→ **Exercise goal**
For each record that follows, write out an identical copy.

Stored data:
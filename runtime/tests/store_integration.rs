//! Integration tests for the Store runtime driven by composed reducers
//! and the in-memory storage mock.

#![allow(clippy::unwrap_used)] // Tests can unwrap

use composable_todo_core::storage::{KeyValueStore, StorageError};
use composable_todo_core::{
    combine_reducers, effect::Effect, put_value, reducer::Reducer, scope_reducer, smallvec,
    SmallVec,
};
use composable_todo_runtime::{Store, StoreError};
use composable_todo_testing::InMemoryStore;
use std::sync::Arc;
use std::time::Duration;
use tokio_test::{assert_err, assert_ok};

#[derive(Clone, Debug, Default)]
struct CounterState {
    dark: bool,
    count: u32,
    saved: u32,
    failed: u32,
}

#[derive(Clone, Debug)]
enum CounterAction {
    Flip,
    Increment,
    Saved,
    SaveFailed,
}

struct CounterEnv {
    storage: Arc<dyn KeyValueStore>,
}

struct FlipReducer;

impl Reducer for FlipReducer {
    type State = bool;
    type Action = CounterAction;
    type Environment = CounterEnv;

    fn reduce(
        &self,
        dark: &mut bool,
        action: CounterAction,
        env: &CounterEnv,
    ) -> SmallVec<[Effect<CounterAction>; 4]> {
        if !matches!(action, CounterAction::Flip) {
            return SmallVec::new();
        }
        *dark = !*dark;
        smallvec![put_value! {
            store: env.storage,
            key: "dark",
            value: dark.to_string(),
            on_success: || Some(CounterAction::Saved),
            on_error: |_error| Some(CounterAction::SaveFailed)
        }]
    }
}

struct CountReducer;

impl Reducer for CountReducer {
    type State = CounterState;
    type Action = CounterAction;
    type Environment = CounterEnv;

    fn reduce(
        &self,
        state: &mut CounterState,
        action: CounterAction,
        env: &CounterEnv,
    ) -> SmallVec<[Effect<CounterAction>; 4]> {
        match action {
            CounterAction::Increment => {
                state.count += 1;
                smallvec![put_value! {
                    store: env.storage,
                    key: "count",
                    value: state.count.to_string(),
                    on_success: || Some(CounterAction::Saved),
                    on_error: |_error| Some(CounterAction::SaveFailed)
                }]
            },
            CounterAction::Saved => {
                state.saved += 1;
                SmallVec::new()
            },
            CounterAction::SaveFailed => {
                state.failed += 1;
                SmallVec::new()
            },
            CounterAction::Flip => SmallVec::new(),
        }
    }
}

type App = composable_todo_core::composition::CombinedReducer<CounterState, CounterAction, CounterEnv>;

fn app() -> App {
    combine_reducers(vec![
        Box::new(scope_reducer(
            FlipReducer,
            |s: &CounterState| &s.dark,
            |s: &mut CounterState, dark| s.dark = dark,
        )),
        Box::new(CountReducer),
    ])
}

fn store(storage: &Arc<InMemoryStore>) -> Store<CounterState, CounterAction, CounterEnv, App> {
    let storage = Arc::clone(storage) as Arc<dyn KeyValueStore>;
    Store::new(CounterState::default(), app(), CounterEnv { storage })
}

#[tokio::test]
async fn test_writes_land_before_send_returns() {
    let storage = Arc::new(InMemoryStore::new());
    let store = store(&storage);

    assert_ok!(store.send(CounterAction::Increment).await);
    assert_eq!(storage.value("count").as_deref(), Some("1"));

    assert_ok!(store.send(CounterAction::Flip).await);
    assert_eq!(storage.value("dark").as_deref(), Some("true"));

    let (count, saved, dark) = store.state(|s| (s.count, s.saved, s.dark)).await;
    assert_eq!((count, saved, dark), (1, 2, true));
    assert_eq!(storage.written_keys(), vec!["count", "dark"]);
}

#[tokio::test]
async fn test_failed_writes_feed_back_and_keep_state() {
    let storage = Arc::new(InMemoryStore::new());
    storage.fail_writes(true);
    let store = store(&storage);

    assert_ok!(store.send(CounterAction::Increment).await);
    assert_ok!(store.send(CounterAction::Increment).await);

    let (count, failed) = store.state(|s| (s.count, s.failed)).await;
    assert_eq!((count, failed), (2, 2));
    assert!(storage.writes().is_empty());
}

#[tokio::test(flavor = "multi_thread", worker_threads = 4)]
async fn test_concurrent_senders_are_serialized() {
    let storage = Arc::new(InMemoryStore::new());
    let store = Arc::new(store(&storage));

    let handles: Vec<_> = (0..8)
        .map(|_| {
            let store = Arc::clone(&store);
            tokio::spawn(async move { store.send(CounterAction::Increment).await })
        })
        .collect();

    for handle in handles {
        assert_ok!(handle.await.unwrap());
    }

    assert_eq!(store.state(|s| s.count).await, 8);
    let values: Vec<String> = storage.writes().into_iter().map(|(_, v)| v).collect();
    assert_eq!(values, (1..=8).map(|n| n.to_string()).collect::<Vec<_>>());
    assert_eq!(storage.value("count").as_deref(), Some("8"));
}

/// Store that stalls while writing the first count
struct SlowFirstWrite {
    inner: InMemoryStore,
}

impl KeyValueStore for SlowFirstWrite {
    fn get(&self, key: &str) -> Result<Option<String>, StorageError> {
        self.inner.get(key)
    }

    fn set(&self, key: &str, value: &str) -> Result<(), StorageError> {
        if value == "1" {
            std::thread::sleep(Duration::from_millis(200));
        }
        self.inner.set(key, value)
    }
}

#[tokio::test(flavor = "multi_thread", worker_threads = 4)]
async fn test_slow_write_is_not_overtaken() {
    let storage = Arc::new(SlowFirstWrite {
        inner: InMemoryStore::new(),
    });
    let store = Arc::new(Store::new(
        CounterState::default(),
        app(),
        CounterEnv {
            storage: Arc::clone(&storage) as Arc<dyn KeyValueStore>,
        },
    ));

    let first = {
        let store = Arc::clone(&store);
        tokio::spawn(async move { store.send(CounterAction::Increment).await })
    };
    tokio::time::sleep(Duration::from_millis(50)).await;
    assert_ok!(store.send(CounterAction::Increment).await);
    assert_ok!(first.await.unwrap());

    assert_eq!(store.state(|s| s.count).await, 2);
    assert_eq!(storage.inner.value("count").as_deref(), Some("2"));
}

#[tokio::test]
async fn test_shutdown_rejects_new_actions() {
    let _ = tracing_subscriber::fmt().with_test_writer().try_init();

    let storage = Arc::new(InMemoryStore::new());
    let store = store(&storage);
    store.shutdown();

    let err = assert_err!(store.send(CounterAction::Increment).await);
    assert_eq!(err, StoreError::ShutdownInProgress);
    assert_eq!(store.state(|s| s.count).await, 0);
}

→ **Solution to the exercise**
filename runtime/tests/store_integration.rs
//! Integration tests for the Store runtime driven by composed reducers
//! and the in-memory storage mock.

#![allow(clippy::unwrap_used)] // Tests can unwrap

use composable_todo_core::storage::{KeyValueStore, StorageError};
use composable_todo_core::{
    combine_reducers, effect::Effect, put_value, reducer::Reducer, scope_reducer, smallvec,
    SmallVec,
};
use composable_todo_runtime::{Store, StoreError};
use composable_todo_testing::InMemoryStore;
use std::sync::Arc;
use std::time::Duration;
use tokio_test::{assert_err, assert_ok};

#[derive(Clone, Debug, Default)]
struct CounterState {
    dark: bool,
    count: u32,
    saved: u32,
    failed: u32,
}

#[derive(Clone, Debug)]
enum CounterAction {
    Flip,
    Increment,
    Saved,
    SaveFailed,
}

struct CounterEnv {
    storage: Arc<dyn KeyValueStore>,
}

struct FlipReducer;

impl Reducer for FlipReducer {
    type State = bool;
    type Action = CounterAction;
    type Environment = CounterEnv;

    fn reduce(
        &self,
        dark: &mut bool,
        action: CounterAction,
        env: &CounterEnv,
    ) -> SmallVec<[Effect<CounterAction>; 4]> {
        if !matches!(action, CounterAction::Flip) {
            return SmallVec::new();
        }
        *dark = !*dark;
        smallvec![put_value! {
            store: env.storage,
            key: "dark",
            value: dark.to_string(),
            on_success: || Some(CounterAction::Saved),
            on_error: |_error| Some(CounterAction::SaveFailed)
        }]
    }
}

struct CountReducer;

impl Reducer for CountReducer {
    type State = CounterState;
    type Action = CounterAction;
    type Environment = CounterEnv;

    fn reduce(
        &self,
        state: &mut CounterState,
        action: CounterAction,
        env: &CounterEnv,
    ) -> SmallVec<[Effect<CounterAction>; 4]> {
        match action {
            CounterAction::Increment => {
                state.count += 1;
                smallvec![put_value! {
                    store: env.storage,
                    key: "count",
                    value: state.count.to_string(),
                    on_success: || Some(CounterAction::Saved),
                    on_error: |_error| Some(CounterAction::SaveFailed)
                }]
            },
            CounterAction::Saved => {
                state.saved += 1;
                SmallVec::new()
            },
            CounterAction::SaveFailed => {
                state.failed += 1;
                SmallVec::new()
            },
            CounterAction::Flip => SmallVec::new(),
        }
    }
}

type App = composable_todo_core::composition::CombinedReducer<CounterState, CounterAction, CounterEnv>;

fn app() -> App {
    combine_reducers(vec![
        Box::new(scope_reducer(
            FlipReducer,
            |s: &CounterState| &s.dark,
            |s: &mut CounterState, dark| s.dark = dark,
        )),
        Box::new(CountReducer),
    ])
}

fn store(storage: &Arc<InMemoryStore>) -> Store<CounterState, CounterAction, CounterEnv, App> {
    let storage = Arc::clone(storage) as Arc<dyn KeyValueStore>;
    Store::new(CounterState::default(), app(), CounterEnv { storage })
}

#[tokio::test]
async fn test_writes_land_before_send_returns() {
    let storage = Arc::new(InMemoryStore::new());
    let store = store(&storage);

    assert_ok!(store.send(CounterAction::Increment).await);
    assert_eq!(storage.value("count").as_deref(), Some("1"));

    assert_ok!(store.send(CounterAction::Flip).await);
    assert_eq!(storage.value("dark").as_deref(), Some("true"));

    let (count, saved, dark) = store.state(|s| (s.count, s.saved, s.dark)).await;
    assert_eq!((count, saved, dark), (1, 2, true));
    assert_eq!(storage.written_keys(), vec!["count", "dark"]);
}

#[tokio::test]
async fn test_failed_writes_feed_back_and_keep_state() {
    let storage = Arc::new(InMemoryStore::new());
    storage.fail_writes(true);
    let store = store(&storage);

    assert_ok!(store.send(CounterAction::Increment).await);
    assert_ok!(store.send(CounterAction::Increment).await);

    let (count, failed) = store.state(|s| (s.count, s.failed)).await;
    assert_eq!((count, failed), (2, 2));
    assert!(storage.writes().is_empty());
}

#[tokio::test(flavor = "multi_thread", worker_threads = 4)]
async fn test_concurrent_senders_are_serialized() {
    let storage = Arc::new(InMemoryStore::new());
    let store = Arc::new(store(&storage));

    let handles: Vec<_> = (0..8)
        .map(|_| {
            let store = Arc::clone(&store);
            tokio::spawn(async move { store.send(CounterAction::Increment).await })
        })
        .collect();

    for handle in handles {
        assert_ok!(handle.await.unwrap());
    }

    assert_eq!(store.state(|s| s.count).await, 8);
    let values: Vec<String> = storage.writes().into_iter().map(|(_, v)| v).collect();
    assert_eq!(values, (1..=8).map(|n| n.to_string()).collect::<Vec<_>>());
    assert_eq!(storage.value("count").as_deref(), Some("8"));
}

/// Store that stalls while writing the first count
struct SlowFirstWrite {
    inner: InMemoryStore,
}

impl KeyValueStore for SlowFirstWrite {
    fn get(&self, key: &str) -> Result<Option<String>, StorageError> {
        self.inner.get(key)
    }

    fn set(&self, key: &str, value: &str) -> Result<(), StorageError> {
        if value == "1" {
            std::thread::sleep(Duration::from_millis(200));
        }
        self.inner.set(key, value)
    }
}

#[tokio::test(flavor = "multi_thread", worker_threads = 4)]
async fn test_slow_write_is_not_overtaken() {
    let storage = Arc::new(SlowFirstWrite {
        inner: InMemoryStore::new(),
    });
    let store = Arc::new(Store::new(
        CounterState::default(),
        app(),
        CounterEnv {
            storage: Arc::clone(&storage) as Arc<dyn KeyValueStore>,
        },
    ));

    let first = {
        let store = Arc::clone(&store);
        tokio::spawn(async move { store.send(CounterAction::Increment).await })
    };
    tokio::time::sleep(Duration::from_millis(50)).await;
    assert_ok!(store.send(CounterAction::Increment).await);
    assert_ok!(first.await.unwrap());

    assert_eq!(store.state(|s| s.count).await, 2);
    assert_eq!(storage.inner.value("count").as_deref(), Some("2"));
}

#[tokio::test]
async fn test_shutdown_rejects_new_actions() {
    let _ = tracing_subscriber::fmt().with_test_writer().try_init();

    let storage = Arc::new(InMemoryStore::new());
    let store = store(&storage);
    store.shutdown();

    let err = assert_err!(store.send(CounterAction::Increment).await);
    assert_eq!(err, StoreError::ShutdownInProgress);
    assert_eq!(store.state(|s| s.count).await, 0);
}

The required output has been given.